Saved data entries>
Segment Open

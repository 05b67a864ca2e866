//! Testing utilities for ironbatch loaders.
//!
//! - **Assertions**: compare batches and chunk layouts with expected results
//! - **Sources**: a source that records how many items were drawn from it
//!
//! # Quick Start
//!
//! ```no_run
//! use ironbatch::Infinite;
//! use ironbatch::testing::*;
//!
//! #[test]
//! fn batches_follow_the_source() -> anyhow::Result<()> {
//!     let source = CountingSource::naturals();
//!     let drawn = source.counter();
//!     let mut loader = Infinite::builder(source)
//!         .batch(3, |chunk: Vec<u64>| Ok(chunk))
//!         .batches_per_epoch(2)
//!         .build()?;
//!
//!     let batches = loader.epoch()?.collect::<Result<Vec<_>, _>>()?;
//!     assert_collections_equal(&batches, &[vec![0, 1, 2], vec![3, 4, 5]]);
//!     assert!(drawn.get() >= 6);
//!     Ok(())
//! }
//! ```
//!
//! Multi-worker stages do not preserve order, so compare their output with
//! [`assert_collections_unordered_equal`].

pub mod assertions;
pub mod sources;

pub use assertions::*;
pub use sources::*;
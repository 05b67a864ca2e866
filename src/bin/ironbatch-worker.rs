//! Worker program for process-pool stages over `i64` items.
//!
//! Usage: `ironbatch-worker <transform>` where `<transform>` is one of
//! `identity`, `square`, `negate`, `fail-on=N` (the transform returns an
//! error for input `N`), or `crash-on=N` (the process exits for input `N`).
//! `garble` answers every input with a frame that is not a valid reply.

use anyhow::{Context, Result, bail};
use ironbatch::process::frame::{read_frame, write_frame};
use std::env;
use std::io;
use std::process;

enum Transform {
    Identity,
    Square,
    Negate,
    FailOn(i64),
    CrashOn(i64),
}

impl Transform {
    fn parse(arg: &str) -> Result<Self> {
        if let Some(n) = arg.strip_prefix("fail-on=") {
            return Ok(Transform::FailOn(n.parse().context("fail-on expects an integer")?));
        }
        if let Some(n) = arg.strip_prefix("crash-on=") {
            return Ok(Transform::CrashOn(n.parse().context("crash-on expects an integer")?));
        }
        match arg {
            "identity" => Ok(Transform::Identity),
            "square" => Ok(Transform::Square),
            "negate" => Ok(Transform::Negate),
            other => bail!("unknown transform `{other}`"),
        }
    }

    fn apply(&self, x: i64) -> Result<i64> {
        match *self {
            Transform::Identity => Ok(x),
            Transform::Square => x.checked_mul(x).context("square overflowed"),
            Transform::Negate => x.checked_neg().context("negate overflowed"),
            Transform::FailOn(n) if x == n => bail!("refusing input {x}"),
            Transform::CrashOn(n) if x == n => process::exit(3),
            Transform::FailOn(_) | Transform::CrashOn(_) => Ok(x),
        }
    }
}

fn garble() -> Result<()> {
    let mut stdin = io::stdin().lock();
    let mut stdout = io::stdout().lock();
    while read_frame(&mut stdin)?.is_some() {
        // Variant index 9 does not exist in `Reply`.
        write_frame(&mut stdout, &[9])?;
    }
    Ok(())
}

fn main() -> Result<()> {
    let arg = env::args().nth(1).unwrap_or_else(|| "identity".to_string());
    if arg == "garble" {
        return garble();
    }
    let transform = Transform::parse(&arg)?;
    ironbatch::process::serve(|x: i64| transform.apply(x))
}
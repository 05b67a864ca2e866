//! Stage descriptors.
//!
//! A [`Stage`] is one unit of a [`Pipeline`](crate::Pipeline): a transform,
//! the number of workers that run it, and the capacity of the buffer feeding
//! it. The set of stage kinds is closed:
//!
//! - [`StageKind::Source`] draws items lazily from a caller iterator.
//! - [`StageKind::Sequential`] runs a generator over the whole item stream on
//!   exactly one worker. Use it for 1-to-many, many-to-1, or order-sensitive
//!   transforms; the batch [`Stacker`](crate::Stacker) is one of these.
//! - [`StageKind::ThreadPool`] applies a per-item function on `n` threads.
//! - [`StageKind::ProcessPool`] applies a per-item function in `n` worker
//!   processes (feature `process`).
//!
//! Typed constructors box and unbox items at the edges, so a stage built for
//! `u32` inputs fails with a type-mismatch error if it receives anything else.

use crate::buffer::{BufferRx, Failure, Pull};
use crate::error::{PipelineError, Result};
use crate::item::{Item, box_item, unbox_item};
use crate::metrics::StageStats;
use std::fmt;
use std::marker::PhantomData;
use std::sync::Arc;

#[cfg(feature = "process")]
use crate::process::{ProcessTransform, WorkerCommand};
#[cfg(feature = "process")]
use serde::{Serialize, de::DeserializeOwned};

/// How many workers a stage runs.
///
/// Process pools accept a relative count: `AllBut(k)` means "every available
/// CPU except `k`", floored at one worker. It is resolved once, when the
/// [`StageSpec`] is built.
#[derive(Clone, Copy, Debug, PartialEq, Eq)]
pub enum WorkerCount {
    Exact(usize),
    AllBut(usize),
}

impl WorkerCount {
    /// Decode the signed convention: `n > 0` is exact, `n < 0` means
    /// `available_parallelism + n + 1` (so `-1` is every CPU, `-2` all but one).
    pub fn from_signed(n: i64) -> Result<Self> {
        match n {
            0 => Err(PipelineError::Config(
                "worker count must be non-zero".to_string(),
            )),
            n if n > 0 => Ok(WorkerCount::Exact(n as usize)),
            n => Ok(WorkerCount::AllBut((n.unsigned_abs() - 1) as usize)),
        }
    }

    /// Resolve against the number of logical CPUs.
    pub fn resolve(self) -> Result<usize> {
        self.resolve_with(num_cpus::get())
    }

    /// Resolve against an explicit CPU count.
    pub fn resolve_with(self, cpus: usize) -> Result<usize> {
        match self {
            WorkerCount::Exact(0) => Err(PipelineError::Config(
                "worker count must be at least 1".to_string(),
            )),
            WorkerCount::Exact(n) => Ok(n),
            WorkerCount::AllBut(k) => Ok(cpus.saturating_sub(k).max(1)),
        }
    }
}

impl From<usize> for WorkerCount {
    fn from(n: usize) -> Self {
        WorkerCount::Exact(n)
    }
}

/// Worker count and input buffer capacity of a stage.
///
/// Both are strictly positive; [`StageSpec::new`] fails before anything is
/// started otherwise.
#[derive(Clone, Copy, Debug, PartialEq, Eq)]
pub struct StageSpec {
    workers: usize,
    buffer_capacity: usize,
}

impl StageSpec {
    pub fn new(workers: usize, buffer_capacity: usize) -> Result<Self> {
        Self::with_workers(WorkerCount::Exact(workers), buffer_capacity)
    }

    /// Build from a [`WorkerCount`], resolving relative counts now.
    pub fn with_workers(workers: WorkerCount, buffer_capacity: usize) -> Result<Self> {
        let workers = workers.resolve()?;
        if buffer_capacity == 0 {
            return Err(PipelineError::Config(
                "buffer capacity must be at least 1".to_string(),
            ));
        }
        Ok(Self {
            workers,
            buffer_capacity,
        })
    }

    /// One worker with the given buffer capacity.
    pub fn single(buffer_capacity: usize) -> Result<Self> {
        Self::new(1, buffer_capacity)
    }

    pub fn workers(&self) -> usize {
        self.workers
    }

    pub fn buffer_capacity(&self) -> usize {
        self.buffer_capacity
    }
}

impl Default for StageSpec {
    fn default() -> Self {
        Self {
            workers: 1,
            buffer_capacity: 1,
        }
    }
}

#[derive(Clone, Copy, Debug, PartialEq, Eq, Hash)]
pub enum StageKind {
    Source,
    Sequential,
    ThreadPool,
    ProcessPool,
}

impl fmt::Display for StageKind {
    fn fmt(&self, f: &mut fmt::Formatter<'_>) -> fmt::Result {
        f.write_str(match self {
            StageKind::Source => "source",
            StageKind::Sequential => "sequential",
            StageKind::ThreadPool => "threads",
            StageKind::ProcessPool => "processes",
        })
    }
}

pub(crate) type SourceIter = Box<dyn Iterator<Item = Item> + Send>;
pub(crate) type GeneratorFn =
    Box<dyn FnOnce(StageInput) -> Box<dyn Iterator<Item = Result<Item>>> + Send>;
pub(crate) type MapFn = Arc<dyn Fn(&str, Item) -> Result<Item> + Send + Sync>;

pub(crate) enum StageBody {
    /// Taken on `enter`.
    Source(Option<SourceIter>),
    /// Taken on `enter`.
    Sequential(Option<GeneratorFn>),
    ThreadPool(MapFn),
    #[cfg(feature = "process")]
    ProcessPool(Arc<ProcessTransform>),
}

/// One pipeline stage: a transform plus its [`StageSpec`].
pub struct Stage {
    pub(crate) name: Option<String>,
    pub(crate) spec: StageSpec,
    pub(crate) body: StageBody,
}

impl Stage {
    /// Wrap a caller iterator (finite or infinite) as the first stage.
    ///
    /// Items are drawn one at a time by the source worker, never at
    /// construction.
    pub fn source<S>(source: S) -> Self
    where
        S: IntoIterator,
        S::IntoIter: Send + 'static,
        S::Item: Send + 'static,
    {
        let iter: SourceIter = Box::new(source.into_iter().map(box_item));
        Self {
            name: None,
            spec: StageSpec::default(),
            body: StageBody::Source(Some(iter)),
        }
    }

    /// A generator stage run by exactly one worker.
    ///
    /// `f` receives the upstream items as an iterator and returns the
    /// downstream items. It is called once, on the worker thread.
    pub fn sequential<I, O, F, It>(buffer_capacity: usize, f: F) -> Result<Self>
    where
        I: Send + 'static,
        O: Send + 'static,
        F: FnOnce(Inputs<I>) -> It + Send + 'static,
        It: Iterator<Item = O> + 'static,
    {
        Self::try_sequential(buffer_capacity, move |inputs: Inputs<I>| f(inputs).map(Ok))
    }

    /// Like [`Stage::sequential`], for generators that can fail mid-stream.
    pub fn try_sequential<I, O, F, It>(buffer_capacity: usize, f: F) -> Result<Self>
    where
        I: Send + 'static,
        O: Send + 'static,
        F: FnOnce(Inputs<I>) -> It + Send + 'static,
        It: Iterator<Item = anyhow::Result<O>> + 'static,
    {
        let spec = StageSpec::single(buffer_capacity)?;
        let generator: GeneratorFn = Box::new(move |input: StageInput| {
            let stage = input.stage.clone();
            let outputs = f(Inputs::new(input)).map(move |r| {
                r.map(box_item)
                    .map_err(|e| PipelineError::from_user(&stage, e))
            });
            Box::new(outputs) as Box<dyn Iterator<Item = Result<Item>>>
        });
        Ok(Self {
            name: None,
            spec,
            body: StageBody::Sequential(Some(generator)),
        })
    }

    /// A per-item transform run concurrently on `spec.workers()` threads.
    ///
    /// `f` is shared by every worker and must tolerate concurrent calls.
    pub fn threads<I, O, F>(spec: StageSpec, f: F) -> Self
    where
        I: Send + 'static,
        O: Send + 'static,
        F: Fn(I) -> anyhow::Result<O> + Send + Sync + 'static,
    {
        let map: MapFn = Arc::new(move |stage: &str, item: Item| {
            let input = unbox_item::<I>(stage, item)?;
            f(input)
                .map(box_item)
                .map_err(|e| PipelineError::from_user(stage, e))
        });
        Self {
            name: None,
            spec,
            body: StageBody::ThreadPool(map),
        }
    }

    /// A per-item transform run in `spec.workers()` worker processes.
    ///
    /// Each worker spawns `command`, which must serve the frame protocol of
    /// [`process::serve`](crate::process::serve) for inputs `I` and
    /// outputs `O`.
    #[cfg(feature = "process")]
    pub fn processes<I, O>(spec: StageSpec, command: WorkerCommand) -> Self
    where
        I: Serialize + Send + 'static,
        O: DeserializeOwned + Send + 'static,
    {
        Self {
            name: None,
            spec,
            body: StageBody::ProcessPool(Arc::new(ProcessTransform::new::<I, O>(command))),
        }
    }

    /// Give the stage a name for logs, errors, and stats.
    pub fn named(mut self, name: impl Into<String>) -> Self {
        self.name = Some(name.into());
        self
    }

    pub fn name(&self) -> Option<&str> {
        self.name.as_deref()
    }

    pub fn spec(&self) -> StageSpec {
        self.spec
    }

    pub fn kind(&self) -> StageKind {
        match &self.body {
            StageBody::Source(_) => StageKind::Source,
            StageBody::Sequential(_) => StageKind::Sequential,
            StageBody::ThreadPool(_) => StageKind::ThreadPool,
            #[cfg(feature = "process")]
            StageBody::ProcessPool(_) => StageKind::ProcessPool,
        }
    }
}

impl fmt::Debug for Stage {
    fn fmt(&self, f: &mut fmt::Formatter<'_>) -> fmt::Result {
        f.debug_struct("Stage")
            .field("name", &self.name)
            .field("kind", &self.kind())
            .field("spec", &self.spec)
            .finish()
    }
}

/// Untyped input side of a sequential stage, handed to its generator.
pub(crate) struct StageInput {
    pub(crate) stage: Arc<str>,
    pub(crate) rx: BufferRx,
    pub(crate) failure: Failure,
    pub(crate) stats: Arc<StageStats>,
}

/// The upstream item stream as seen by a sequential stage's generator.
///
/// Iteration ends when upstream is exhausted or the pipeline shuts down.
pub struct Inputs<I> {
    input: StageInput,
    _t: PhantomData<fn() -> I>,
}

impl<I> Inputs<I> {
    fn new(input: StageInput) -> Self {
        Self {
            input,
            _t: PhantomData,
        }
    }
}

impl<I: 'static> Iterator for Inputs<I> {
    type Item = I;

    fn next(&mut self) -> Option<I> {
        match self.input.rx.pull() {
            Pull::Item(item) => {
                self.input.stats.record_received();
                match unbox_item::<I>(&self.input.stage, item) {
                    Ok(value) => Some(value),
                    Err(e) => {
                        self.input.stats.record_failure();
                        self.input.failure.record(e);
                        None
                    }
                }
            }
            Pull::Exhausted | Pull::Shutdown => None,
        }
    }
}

Segment Closed

What to do> Copy every line above in which the string "upstream" shows up.

Output of the task>
    /// `f` receives the upstream items as an iterator and returns the
/// The upstream item stream as seen by a sequential stage's generator.
/// Iteration ends when upstream is exhausted or the pipeline shuts down.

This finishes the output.